Ada Vega, edición 2009. 

miércoles, 17 de noviembre de 2021

Cartas para Lucía






Si de algo careció Lucía a los veinte años fue de gracia, belleza. Sensualidad. No era, ni cerca, como las muchachas que al atardecer paseaban del brazo por la plaza, y al cruzarse con los jóvenes del pueblo bajaban los ojos con recato.
Ni como las empleadas de la fábrica “Las Marías” seis cuadras después del puente, que en cada turno circulaban en grupos vestidas con overoles azules, comiendo maníes tostados en cucuruchos de papel de diario. Siempre alegres, y sonriendo con picardía a los muchachos que al pasar las piropeaban.

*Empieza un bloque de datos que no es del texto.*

//! Connection state machine and lifecycle tracking.
//!
//! # Responsibilities
//! - Generate random connection IDs for log correlation
//! - Arm a single absolute I/O deadline per connection
//! - Mirror input back to the peer
//! - Track in-flight connections for graceful shutdown

use std::net::SocketAddr;
use std::sync::Arc;
use std::time::Duration;

use thiserror::Error;
use tokio::net::TcpStream;
use tokio::sync::watch;
use tokio::time::Instant;
use uuid::Uuid;

/// Random identifier for a connection, used to correlate log lines.
#[derive(Debug, Clone, Copy, PartialEq, Eq, Hash)]
pub struct ConnectionId(Uuid);

impl ConnectionId {
    /// Generate a new random connection ID.
    pub fn random() -> Self {
        Self(Uuid::new_v4())
    }

    pub fn as_uuid(&self) -> Uuid {
        self.0
    }
}

impl std::fmt::Display for ConnectionId {
    fn fmt(&self, f: &mut std::fmt::Formatter<'_>) -> std::fmt::Result {
        write!(f, "{}", self.0)
    }
}

/// Per-connection failures. Logged by the handler, never propagated.
#[derive(Debug, Error)]
pub enum ConnectionError {
    #[error("i/o timeout: deadline of {timeout:?} exceeded")]
    DeadlineExceeded { timeout: Duration },

    #[error(transparent)]
    Io(#[from] std::io::Error),
}

impl ConnectionError {
    pub fn is_timeout(&self) -> bool {
        matches!(self, ConnectionError::DeadlineExceeded { .. })
    }
}

/// An accepted client connection.
///
/// `Accepted → Active(deadline armed) → Closed`. The stream is closed when the
/// value is dropped, whichever way the handler exits.
#[derive(Debug)]
pub struct Connection {
    id: ConnectionId,
    /// `None` only while dropping.
    stream: Option<TcpStream>,
    local_addr: Option<SocketAddr>,
    remote_addr: SocketAddr,
    timeout: Duration,
    deadline: Instant,
}

impl Connection {
    /// Take ownership of an accepted stream and arm its deadline.
    pub fn new(stream: TcpStream, remote_addr: SocketAddr, timeout: Duration) -> Self {
        let id = ConnectionId::random();
        let local_addr = stream.local_addr().ok();

        tracing::info!(
            client_id = %id,
            local_addr = ?local_addr,
            remote_addr = %remote_addr,
            "accepted conn"
        );

        let now = Instant::now();
        // Saturate instead of overflowing for absurd timeouts.
        let deadline = now
            .checked_add(timeout)
            .unwrap_or_else(|| now + Duration::from_secs(60 * 60 * 24 * 365 * 30));

        Self {
            id,
            stream: Some(stream),
            local_addr,
            remote_addr,
            timeout,
            deadline,
        }
    }

    pub fn id(&self) -> ConnectionId {
        self.id
    }

    pub fn local_addr(&self) -> Option<SocketAddr> {
        self.local_addr
    }

    pub fn remote_addr(&self) -> SocketAddr {
        self.remote_addr
    }

    pub fn deadline(&self) -> Instant {
        self.deadline
    }

    /// Copy everything read from the peer back to it until end-of-stream.
    ///
    /// Every read and write shares the deadline armed in [`Connection::new`];
    /// it is not extended by activity. Returns the number of bytes echoed.
    pub async fn mirror(&mut self) -> Result<u64, ConnectionError> {
        let stream = self
            .stream
            .as_mut()
            .ok_or_else(|| std::io::Error::from(std::io::ErrorKind::NotConnected))?;
        let (mut reader, mut writer) = stream.split();
        let copy = tokio::io::copy(&mut reader, &mut writer);

        match tokio::time::timeout_at(self.deadline, copy).await {
            Ok(copied) => Ok(copied?),
            Err(_) => Err(ConnectionError::DeadlineExceeded {
                timeout: self.timeout,
            }),
        }
    }
}

impl Drop for Connection {
    fn drop(&mut self) {
        drop(self.stream.take());
        tracing::info!(client_id = %self.id, "closed conn");
    }
}

/// Counting wait group over in-flight connection handlers.
///
/// Incremented by [`ConnectionTracker::track`], decremented when the returned
/// guard drops.
#[derive(Debug, Clone)]
pub struct ConnectionTracker {
    active: Arc<watch::Sender<u64>>,
}

impl ConnectionTracker {
    /// Create a new connection tracker.
    pub fn new() -> Self {
        let (tx, _) = watch::channel(0);
        Self {
            active: Arc::new(tx),
        }
    }

    /// Record a new in-flight handler. Returns a guard that decrements on drop.
    pub fn track(&self) -> ConnectionGuard {
        self.active.send_modify(|count| *count += 1);
        ConnectionGuard {
            active: Arc::clone(&self.active),
        }
    }

    /// Get current in-flight handler count.
    pub fn active_count(&self) -> u64 {
        *self.active.borrow()
    }

    /// Wait until every tracked handler has finished.
    pub async fn wait_idle(&self) {
        let mut rx = self.active.subscribe();
        let _ = rx.wait_for(|count| *count == 0).await;
    }
}

impl Default for ConnectionTracker {
    fn default() -> Self {
        Self::new()
    }
}

/// Guard that tracks a handler's lifetime.
#[derive(Debug)]
pub struct ConnectionGuard {
    active: Arc<watch::Sender<u64>>,
}

impl Drop for ConnectionGuard {
    fn drop(&mut self) {
        self.active.send_modify(|count| *count -= 1);
    }
}
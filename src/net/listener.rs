//! TCP listener with an out-of-band close.
//!
//! # Responsibilities
//! - Bind to the configured address
//! - Accept incoming TCP connections
//! - Let any task close the listener while the accept loop is parked in
//!   `accept()`, surfacing [`ListenerError::Closed`] to it

use std::net::SocketAddr;
use std::sync::Arc;

use thiserror::Error;
use tokio::net::{TcpListener, TcpStream};
use tokio::sync::{watch, Mutex};

/// Error type for listener operations.
#[derive(Debug, Error)]
pub enum ListenerError {
    /// Failed to bind to address.
    #[error("failed to bind {addr}: {source}")]
    Bind {
        addr: SocketAddr,
        #[source]
        source: std::io::Error,
    },

    /// Failed to accept a connection. Transient.
    #[error("failed to accept: {0}")]
    Accept(#[source] std::io::Error),

    /// The listener has been closed.
    #[error("use of closed network listener")]
    Closed,
}

/// A TCP listener that can be closed from another task.
///
/// Closing marks the listener and releases the socket. If a task is blocked
/// in [`Listener::accept`] at that moment, that task releases it and returns
/// [`ListenerError::Closed`] without accepting anything further.
#[derive(Debug)]
pub struct Listener {
    /// The underlying TCP listener. `None` once closed.
    inner: Arc<Mutex<Option<TcpListener>>>,
    local_addr: SocketAddr,
    closer: ListenerCloser,
    #[cfg(test)]
    failures: std::sync::atomic::AtomicUsize,
}

impl Listener {
    /// Bind to `addr`. Port 0 requests an ephemeral port.
    pub async fn bind(addr: SocketAddr) -> Result<Self, ListenerError> {
        let listener = TcpListener::bind(addr)
            .await
            .map_err(|source| ListenerError::Bind { addr, source })?;

        let local_addr = listener
            .local_addr()
            .map_err(|source| ListenerError::Bind { addr, source })?;

        tracing::debug!(address = %local_addr, "listener bound");

        let inner = Arc::new(Mutex::new(Some(listener)));
        Ok(Self {
            closer: ListenerCloser::new(Arc::clone(&inner)),
            inner,
            local_addr,
            #[cfg(test)]
            failures: Default::default(),
        })
    }

    /// Accept a new connection.
    ///
    /// Returns [`ListenerError::Closed`] once [`ListenerCloser::close`] has been
    /// called, dropping the socket so further connection attempts are refused.
    pub async fn accept(&self) -> Result<(TcpStream, SocketAddr), ListenerError> {
        let mut slot = self.inner.lock().await;
        let Some(listener) = slot.as_ref() else {
            return Err(ListenerError::Closed);
        };

        #[cfg(test)]
        if self.take_failure() {
            return Err(ListenerError::Accept(std::io::Error::new(
                std::io::ErrorKind::ConnectionAborted,
                "connection aborted",
            )));
        }

        let accepted = tokio::select! {
            biased;
            _ = self.closer.closed() => None,
            accepted = listener.accept() => Some(accepted),
        };

        match accepted {
            Some(accepted) => accepted.map_err(ListenerError::Accept),
            None => {
                slot.take();
                tracing::debug!(address = %self.local_addr, "listener socket released");
                Err(ListenerError::Closed)
            }
        }
    }

    /// Get the local address this listener is bound to.
    ///
    /// Still available after the listener is closed.
    pub fn local_addr(&self) -> SocketAddr {
        self.local_addr
    }

    /// A handle that closes this listener from any task.
    pub fn closer(&self) -> ListenerCloser {
        self.closer.clone()
    }

    pub fn is_closed(&self) -> bool {
        self.closer.is_closed()
    }

    /// Make the next `count` accepts fail with a transient error.
    #[cfg(test)]
    pub(crate) fn fail_next_accepts(&self, count: usize) {
        self.failures
            .fetch_add(count, std::sync::atomic::Ordering::SeqCst);
    }

    #[cfg(test)]
    fn take_failure(&self) -> bool {
        use std::sync::atomic::Ordering;
        self.failures
            .fetch_update(Ordering::SeqCst, Ordering::SeqCst, |n| n.checked_sub(1))
            .is_ok()
    }
}

/// Cloneable handle that closes a [`Listener`].
#[derive(Debug, Clone)]
pub struct ListenerCloser {
    closed: Arc<watch::Sender<bool>>,
    socket: Arc<Mutex<Option<TcpListener>>>,
}

impl ListenerCloser {
    fn new(socket: Arc<Mutex<Option<TcpListener>>>) -> Self {
        let (tx, _) = watch::channel(false);
        Self {
            closed: Arc::new(tx),
            socket,
        }
    }

    /// Close the listener. Never blocks.
    ///
    /// The socket is released immediately unless an accept is in progress,
    /// in which case that accept releases it as it returns.
    ///
    /// Returns `false` if it was already closed.
    pub fn close(&self) -> bool {
        self.close_with(|| {})
    }

    /// Like [`ListenerCloser::close`], running `announce` just before the
    /// listener is marked closed. `announce` runs at most once across all
    /// clones, even under concurrent calls.
    pub fn close_with<F>(&self, announce: F) -> bool
    where
        F: FnOnce(),
    {
        let closed = self.closed.send_if_modified(|closed| {
            if *closed {
                return false;
            }
            announce();
            *closed = true;
            true
        });

        if let Ok(mut slot) = self.socket.try_lock() {
            if slot.take().is_some() {
                tracing::debug!("listener socket released");
            }
        }
        closed
    }

    pub fn is_closed(&self) -> bool {
        *self.closed.borrow()
    }

    async fn closed(&self) {
        let mut rx = self.closed.subscribe();
        let _ = rx.wait_for(|closed| *closed).await;
    }
}
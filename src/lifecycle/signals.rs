//! OS signal handling.
//!
//! # Responsibilities
//! - Register signal handlers (SIGINT, SIGTERM, SIGQUIT)
//! - Translate the first signal into a [`Shutdown`] trigger
//!
//! # Design Decisions
//! - Uses Tokio's signal handling (async-safe)
//! - Only Ctrl-C is available off unix

use tokio::task::JoinHandle;
use tracing::instrument::WithSubscriber;

use crate::lifecycle::shutdown::Shutdown;
use crate::observability::logging;

/// Wait for the first process termination signal.
///
/// Returns the name of the signal received.
#[cfg(unix)]
pub async fn shutdown_signal() -> std::io::Result<&'static str> {
    use tokio::signal::unix::{signal, SignalKind};

    let mut interrupt = signal(SignalKind::interrupt())?;
    let mut terminate = signal(SignalKind::terminate())?;
    let mut quit = signal(SignalKind::quit())?;

    let name = tokio::select! {
        _ = interrupt.recv() => "SIGINT",
        _ = terminate.recv() => "SIGTERM",
        _ = quit.recv() => "SIGQUIT",
    };
    Ok(name)
}

/// Wait for the first process termination signal.
#[cfg(not(unix))]
pub async fn shutdown_signal() -> std::io::Result<&'static str> {
    tokio::signal::ctrl_c().await?;
    Ok("ctrl-c")
}

/// Spawn a task that triggers `shutdown` on the first termination signal.
///
/// If the handlers cannot be installed the error is logged and shutdown is
/// triggered right away rather than leaving the process unstoppable. The task
/// logs through the caller's current dispatcher.
pub fn forward(shutdown: Shutdown) -> JoinHandle<()> {
    let task = async move {
        match shutdown_signal().await {
            Ok(name) => tracing::info!(signal = name, "received termination signal"),
            Err(e) => tracing::error!(error = %e, "failed to install signal handlers"),
        }
        shutdown.trigger();
    };
    tokio::spawn(task.with_subscriber(logging::current()))
}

Recién cumplidos los diez años Lucía quedó huérfana de padre y con sólo quince años perdió a su madre quien al morir, dejándole la casa de herencia y una pensión de por vida, le delegó la tarea de velar por sus hermanos.
En esos días de luto —según dijo—, para acompañarlos y darles una mano, llegó una tía a vivir con ellos hasta que pudieran arreglarse solos.
La tía que vino por un tiempo no aportó ni trabajó nunca, molestaba más que servir para algo, y recién se fue de la casa cuando años más tarde la parca se la llevó.

De manera que Lucía con sus quince años y mientras sus hermanos terminaban de criarse, cargó con la casa y se dedicó a lavar, limpiar y cocinar para todos. Así lo hizo mientras la tía tejía y miraba televisión y los dos varones, terminados sus estudios, se pusieron a trabajar.
Siempre había pensado en dedicarse un poco a ella cuando sus hermanos se casaran o se fueran de la casa. Pero los muchachos resultaron reacios al matrimonio y permanecieron aferrados a la casa paterna y a su alma.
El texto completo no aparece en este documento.